I'm in the end-of-semester crunch, so it has taken me a few days to blog this CNet News feature about fan films. The article describes how digital editing and Internet distribution have spurred fan films in recent years. I have no reason to doubt the overall gist of the piece, but I had to take issue with one passage, "Indeed, this community of fan creators is increasingly the subject of study by academics--not to mention marketing departments--seeking clues to tomorrow's trends," which links to this Henry Jenkins piece. Perhaps it's simply glib reporter phrasing, but studying fan culture is hardly a new trend - Jenkins published Textual Poachers over a decade ago - and I don't get the sense that fan studies are exploding in the academy. Maybe there's an uptick in the amount of research done on fan films and fan fiction, but I don't get the sense that it's exploding in the way that blog studies has exploded since I began grad school in 2002. I do think this is a case of an overly-enthusiastic reporter who doesn't know his material.

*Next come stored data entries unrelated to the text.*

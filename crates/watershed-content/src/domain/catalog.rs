//! The content catalog consumed by the session store.

use std::collections::BTreeMap;

use serde::{Deserialize, Serialize};

use super::roles::{RoleKey, RoleMultiplier, RoleProfile};
use super::scenario::{Act, Scenario};
use super::strategy::Strategy;

/// Source form of a catalog, as written in YAML or JSON content files.
///
/// `acts` is a list of scenario lists: index 0 holds Act I, index 1 Act II.
#[derive(Debug, Clone, Serialize, Deserialize)]
pub struct CatalogDocument {
    /// Selectable roles in display order.
    pub roles: Vec<RoleProfile>,
    /// Role → multiplier. Roles without an entry use the identity multiplier.
    #[serde(default)]
    pub multipliers: BTreeMap<RoleKey, RoleMultiplier>,
    /// Scenarios grouped by act.
    #[serde(default)]
    pub acts: Vec<Vec<Scenario>>,
    /// Long-term strategies in display order.
    #[serde(default)]
    pub strategies: Vec<Strategy>,
    /// What actually happened, shown beside the player's results.
    #[serde(default)]
    pub historical_notes: Vec<String>,
    /// Closing question put to the player on the summary.
    #[serde(default)]
    pub reflection_prompt: String,
}

/// Validated, immutable game content.
#[derive(Debug, Clone)]
pub struct ContentCatalog {
    roles: Vec<RoleProfile>,
    multipliers: BTreeMap<RoleKey, RoleMultiplier>,
    acts: [Vec<Scenario>; 2],
    strategies: Vec<Strategy>,
    historical_notes: Vec<String>,
    reflection_prompt: String,
    version_hash: String,
}

impl ContentCatalog {
    /// Builds a catalog from an already validated document.
    pub(crate) fn compile(document: CatalogDocument, version_hash: String) -> Self {
        let mut acts: [Vec<Scenario>; 2] = [Vec::new(), Vec::new()];
        for (slot, scenarios) in acts.iter_mut().zip(document.acts) {
            *slot = scenarios;
        }
        Self {
            roles: document.roles,
            multipliers: document.multipliers,
            acts,
            strategies: document.strategies,
            historical_notes: document.historical_notes,
            reflection_prompt: document.reflection_prompt,
            version_hash,
        }
    }

    /// Roles in display order.
    #[must_use]
    pub fn roles(&self) -> &[RoleProfile] {
        &self.roles
    }

    /// Display content for `key`, if the catalog defines it.
    #[must_use]
    pub fn role(&self, key: RoleKey) -> Option<&RoleProfile> {
        self.roles.iter().find(|profile| profile.key == key)
    }

    /// The multiplier for `role`; identity when the role is unset or has
    /// no entry in the table.
    #[must_use]
    pub fn multiplier(&self, role: Option<RoleKey>) -> RoleMultiplier {
        role.and_then(|key| self.multipliers.get(&key).copied())
            .unwrap_or_default()
    }

    /// Scenarios of `act` in play order.
    #[must_use]
    pub fn scenarios_in(&self, act: Act) -> &[Scenario] {
        &self.acts[act.index()]
    }

    /// Number of scenarios at `act_index`; zero for the strategy phase.
    #[must_use]
    pub fn scenario_count(&self, act_index: usize) -> usize {
        Act::from_index(act_index).map_or(0, |act| self.scenarios_in(act).len())
    }

    /// The scenario under a cursor, if the cursor points at content.
    #[must_use]
    pub fn scenario_at(&self, act_index: usize, scenario_index: usize) -> Option<&Scenario> {
        Act::from_index(act_index).and_then(|act| self.scenarios_in(act).get(scenario_index))
    }

    /// Looks up a scenario by identifier across both acts.
    #[must_use]
    pub fn scenario(&self, scenario_id: &str) -> Option<&Scenario> {
        self.acts
            .iter()
            .flatten()
            .find(|scenario| scenario.id == scenario_id)
    }

    /// Strategies in display order.
    #[must_use]
    pub fn strategies(&self) -> &[Strategy] {
        &self.strategies
    }

    /// Looks up a strategy by identifier.
    #[must_use]
    pub fn strategy(&self, strategy_id: &str) -> Option<&Strategy> {
        self.strategies
            .iter()
            .find(|strategy| strategy.id == strategy_id)
    }

    /// Historical notes for the summary.
    #[must_use]
    pub fn historical_notes(&self) -> &[String] {
        &self.historical_notes
    }

    /// Reflection question for the summary.
    #[must_use]
    pub fn reflection_prompt(&self) -> &str {
        &self.reflection_prompt
    }

    /// Hex SHA-256 of the source this catalog was ingested from.
    #[must_use]
    pub fn version_hash(&self) -> &str {
        &self.version_hash
    }
}
//! Store, command handlers, and read-only views.

pub mod command_handlers;
pub mod query_handlers;
pub mod store;
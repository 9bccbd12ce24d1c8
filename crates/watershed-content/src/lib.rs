//! Watershed simulation — Content Catalog.
//!
//! Immutable game content: stakeholder roles and their multipliers, the
//! scenarios of each act with their options, long-term strategies, and the
//! historical notes shown on the summary. The session crate consumes this
//! catalog and never mutates it.

pub mod application;
pub mod domain;

pub use domain::catalog::ContentCatalog;
pub use domain::delta::{Meter, MeterDelta};
pub use domain::roles::{RoleKey, RoleMultiplier, RoleProfile};
pub use domain::scenario::{Act, Scenario, ScenarioOption};
pub use domain::strategy::Strategy;
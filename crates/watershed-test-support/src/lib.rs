//! Shared test fixtures and utilities for the watershed simulation.

mod assert;
mod catalog;
mod clock;

pub use assert::{FLOAT_TOLERANCE, assert_close};
pub use catalog::{FIXTURE_CATALOG_YAML, fixture_catalog};
pub use clock::FixedClock;
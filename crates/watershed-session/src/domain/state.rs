//! The session snapshot.

use serde::Serialize;
use watershed_content::{Act, RoleKey};

use super::meters::Meters;

/// Act index of the terminal strategy phase. It has no scenarios.
pub const STRATEGY_PHASE_ACT: usize = 2;

/// Most strategies a player may hold at once.
pub const MAX_STRATEGIES: usize = 3;

/// Fewest strategies before the summary is worth showing.
pub const MIN_STRATEGIES_FOR_SUMMARY: usize = 2;

/// One resolved scenario choice.
#[derive(Debug, Clone, PartialEq, Eq, Serialize)]
pub struct ChoiceRecord {
    /// The scenario that was answered.
    pub scenario_id: String,
    /// The option the player picked.
    pub option_id: String,
}

/// Outcome of toggling a strategy.
#[derive(Debug, Clone, Copy, PartialEq, Eq)]
pub(crate) enum Toggle {
    Added,
    Removed,
    Full,
}

/// Ordered, duplicate-free set of chosen strategy ids, at most
/// [`MAX_STRATEGIES`] long.
#[derive(Debug, Clone, PartialEq, Eq, Default, Serialize)]
#[serde(transparent)]
pub struct StrategySelection(Vec<String>);

impl StrategySelection {
    /// Whether `strategy_id` is selected.
    #[must_use]
    pub fn contains(&self, strategy_id: &str) -> bool {
        self.0.iter().any(|id| id == strategy_id)
    }

    /// Number of selected strategies.
    #[must_use]
    pub fn len(&self) -> usize {
        self.0.len()
    }

    /// Whether nothing is selected.
    #[must_use]
    pub fn is_empty(&self) -> bool {
        self.0.is_empty()
    }

    /// Whether another strategy would exceed the cap.
    #[must_use]
    pub fn is_full(&self) -> bool {
        self.0.len() >= MAX_STRATEGIES
    }

    /// Whether enough strategies are chosen to move on to the summary.
    #[must_use]
    pub fn is_ready(&self) -> bool {
        self.0.len() >= MIN_STRATEGIES_FOR_SUMMARY
    }

    /// Selected ids in the order they were picked.
    #[must_use]
    pub fn ids(&self) -> &[String] {
        &self.0
    }

    pub(crate) fn toggle(&mut self, strategy_id: &str) -> Toggle {
        if let Some(pos) = self.0.iter().position(|id| id == strategy_id) {
            self.0.remove(pos);
            Toggle::Removed
        } else if self.is_full() {
            Toggle::Full
        } else {
            self.0.push(strategy_id.to_owned());
            Toggle::Added
        }
    }
}

/// Where the player is, derived from the snapshot.
///
/// `Finished` is reported once the strategy slate has been applied; the
/// caller decides what screen that means.
#[derive(Debug, Clone, Copy, PartialEq, Eq, Serialize)]
#[serde(tag = "phase", rename_all = "snake_case")]
pub enum Phase {
    /// No role chosen yet.
    RoleSelection,
    /// Working through the scenarios of a content act.
    Scenarios {
        /// Current act.
        act: Act,
        /// Position within the act.
        scenario_index: usize,
    },
    /// Picking long-term strategies.
    StrategySelection,
    /// Strategies applied; the session is read-only.
    Finished,
}

/// Immutable snapshot of one play session.
///
/// Snapshots are never edited in place: every transition builds a new
/// value from the previous one.
#[derive(Debug, Clone, PartialEq, Default, Serialize)]
pub struct GameState {
    pub(crate) role: Option<RoleKey>,
    pub(crate) meters: Meters,
    pub(crate) act_index: usize,
    pub(crate) scenario_index: usize,
    pub(crate) chosen_options: Vec<ChoiceRecord>,
    pub(crate) chosen_strategies: StrategySelection,
    pub(crate) reflections: Vec<String>,
    pub(crate) finalized: bool,
}

impl GameState {
    /// The initial state: no role, 60/60/60, act 0, scenario 0, empty logs.
    #[must_use]
    pub fn initial() -> Self {
        Self::default()
    }

    /// Chosen role, if any.
    #[must_use]
    pub fn role(&self) -> Option<RoleKey> {
        self.role
    }

    /// Current meters.
    #[must_use]
    pub fn meters(&self) -> &Meters {
        &self.meters
    }

    /// Act cursor: 0, 1, or [`STRATEGY_PHASE_ACT`].
    #[must_use]
    pub fn act_index(&self) -> usize {
        self.act_index
    }

    /// Scenario cursor within the current act. Meaningless once the act
    /// cursor reaches the strategy phase.
    #[must_use]
    pub fn scenario_index(&self) -> usize {
        self.scenario_index
    }

    /// Every resolved scenario choice, oldest first.
    #[must_use]
    pub fn chosen_options(&self) -> &[ChoiceRecord] {
        &self.chosen_options
    }

    /// Chosen strategies.
    #[must_use]
    pub fn chosen_strategies(&self) -> &StrategySelection {
        &self.chosen_strategies
    }

    /// Reserved for player reflections; currently always empty.
    #[must_use]
    pub fn reflections(&self) -> &[String] {
        &self.reflections
    }

    /// Whether the strategy slate has been applied.
    #[must_use]
    pub fn is_finalized(&self) -> bool {
        self.finalized
    }

    /// Whether scenario traversal is over.
    #[must_use]
    pub fn in_strategy_phase(&self) -> bool {
        self.act_index >= STRATEGY_PHASE_ACT
    }

    /// Derived phase for navigation.
    #[must_use]
    pub fn phase(&self) -> Phase {
        if self.finalized {
            return Phase::Finished;
        }
        if self.role.is_none() {
            return Phase::RoleSelection;
        }
        match Act::from_index(self.act_index) {
            Some(act) => Phase::Scenarios {
                act,
                scenario_index: self.scenario_index,
            },
            None => Phase::StrategySelection,
        }
    }
}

The piece also quotes Patricia Zimmerman, which piqued my interest since we read selections from her Reel Families in (you guessed it) "Media/History/Collective Memory" a few weeks back. While I certainly think home movies and consumer media technology, I thought she ignored substantial technological theory like Brian Winston's notion of the "suppression of radical potential" that would have helped her argument that social work took place that limited consumer media-making to topics of the domestic sphere, rather than political discourse. In the selections we read, she also did little to acknowledge alternative media outside of art contexts, which I found frustrating.
The CNet piece paraphrases her, saying "But unlike the products of some underground film communities, fan films (barring plots based on gender and sexual-role switching) are rarely socially or even commercially subversive, she noted." It seems that excluding fan fiction that contests the heteronormativity of media ignores a particularly broad swath of fan art. The profile of Slash Fiction both in the academy and online would suggest that fan fiction often contests social norms represented in the media. In addition, movie studios often regard fan art as a threat to their copyrights and perhaps their control over authorship. In the past, studios have threatened fan Web sites with cease-and-desist orders. Most recently, the MPAA harrassed fan fiction Web sites over their use of MPAA ratings symbols like, "G", "PG", and "R". In light of these actions, I would contend that Hollywood regards fan art as "commercially subversive."